→ Exercise
The entries that follow should be duplicated in full, without a single alteration.
- - - -
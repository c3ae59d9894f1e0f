//! FleetBench lifecycle controller
//!
//! Provisions a fleet of ephemeral workers from a declarative template, waits
//! for every worker to publish its measurements to a shared key-value store,
//! collects them and tears everything down again.
//!
//! # Architecture
//!
//! ```text
//! ┌─────────────────────────────────────────────────┐
//! │                 FleetBench CLI                   │
//! │            (fleetbench run / cleanup)            │
//! └─────────────────┬───────────────────────────────┘
//!                   │
//! ┌─────────────────▼───────────────────────────────┐
//! │               fleetbench-cloud                   │
//! │  ┌──────────────────────────────────────────┐   │
//! │  │              Orchestrator                 │   │
//! │  └──────────────────────────────────────────┘   │
//! │  ┌───────────┐ ┌───────────┐ ┌──────────────┐   │
//! │  │   Stack   │ │ Discovery │ │  Collector   │   │
//! │  │ Lifecycle │ │           │ │   Cleanup    │   │
//! │  └───────────┘ └───────────┘ └──────────────┘   │
//! │  ┌──────────────────────────────────────────┐   │
//! │  │     RetryPolicy  (all waits go here)      │   │
//! │  └──────────────────────────────────────────┘   │
//! └───────┬─────────────────┬───────────────────────┘
//!         │                 │
//! ┌───────▼───────┐ ┌───────▼───────┐
//! │  capability   │ │   in-memory   │
//! │ traits (AWS)  │ │  (test-utils) │
//! └───────────────┘ └───────────────┘
//! ```

pub mod cleanup;
pub mod collector;
pub mod discovery;
pub mod error;
pub mod model;
pub mod orchestrator;
pub mod provider;
pub mod retry;
pub mod stack;

#[cfg(any(test, feature = "test-utils"))]
pub mod testing;

// Re-exports
pub use cleanup::{CleanupCoordinator, CleanupFailure, CleanupReport, CleanupResource};
pub use collector::{CollectedResult, FanInPolicy, PartialCollection, ResultCollector, WorkerFailure};
pub use discovery::WorkerDiscovery;
pub use error::{CloudError, Result};
pub use model::{
    ParameterValue, ProvisioningRequest, ProvisioningState, RunResult, StackDescriptor, WorkerId,
    WorkerResult,
};
pub use orchestrator::{LifecycleSettings, Orchestrator, RunObserver, RunOutcome, SilentObserver};
pub use provider::{
    CloudCapabilities, GroupMembership, KeyValueStore, ProvisioningService, Sleeper, TokioSleeper,
};
pub use retry::{AttemptLimit, RetryConfig, RetryPolicy};
pub use stack::StackLifecycleController;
- - - -
→ Response to the task
repository c3ae59d9894f1e0f
//! FleetBench lifecycle controller
//!
//! Provisions a fleet of ephemeral workers from a declarative template, waits
//! for every worker to publish its measurements to a shared key-value store,
//! collects them and tears everything down again.
//!
//! # Architecture
//!
//! ```text
//! ┌─────────────────────────────────────────────────┐
//! │                 FleetBench CLI                   │
//! │            (fleetbench run / cleanup)            │
//! └─────────────────┬───────────────────────────────┘
//!                   │
//! ┌─────────────────▼───────────────────────────────┐
//! │               fleetbench-cloud                   │
//! │  ┌──────────────────────────────────────────┐   │
//! │  │              Orchestrator                 │   │
//! │  └──────────────────────────────────────────┘   │
//! │  ┌───────────┐ ┌───────────┐ ┌──────────────┐   │
//! │  │   Stack   │ │ Discovery │ │  Collector   │   │
//! │  │ Lifecycle │ │           │ │   Cleanup    │   │
//! │  └───────────┘ └───────────┘ └──────────────┘   │
//! │  ┌──────────────────────────────────────────┐   │
//! │  │     RetryPolicy  (all waits go here)      │   │
//! │  └──────────────────────────────────────────┘   │
//! └───────┬─────────────────┬───────────────────────┘
//!         │                 │
//! ┌───────▼───────┐ ┌───────▼───────┐
//! │  capability   │ │   in-memory   │
//! │ traits (AWS)  │ │  (test-utils) │
//! └───────────────┘ └───────────────┘
//! ```

pub mod cleanup;
pub mod collector;
pub mod discovery;
pub mod error;
pub mod model;
pub mod orchestrator;
pub mod provider;
pub mod retry;
pub mod stack;

#[cfg(any(test, feature = "test-utils"))]
pub mod testing;

// Re-exports
pub use cleanup::{CleanupCoordinator, CleanupFailure, CleanupReport, CleanupResource};
pub use collector::{CollectedResult, FanInPolicy, PartialCollection, ResultCollector, WorkerFailure};
pub use discovery::WorkerDiscovery;
pub use error::{CloudError, Result};
pub use model::{
    ParameterValue, ProvisioningRequest, ProvisioningState, RunResult, StackDescriptor, WorkerId,
    WorkerResult,
};
pub use orchestrator::{LifecycleSettings, Orchestrator, RunObserver, RunOutcome, SilentObserver};
pub use provider::{
    CloudCapabilities, GroupMembership, KeyValueStore, ProvisioningService, Sleeper, TokioSleeper,
};
pub use retry::{AttemptLimit, RetryConfig, RetryPolicy};
pub use stack::StackLifecycleController;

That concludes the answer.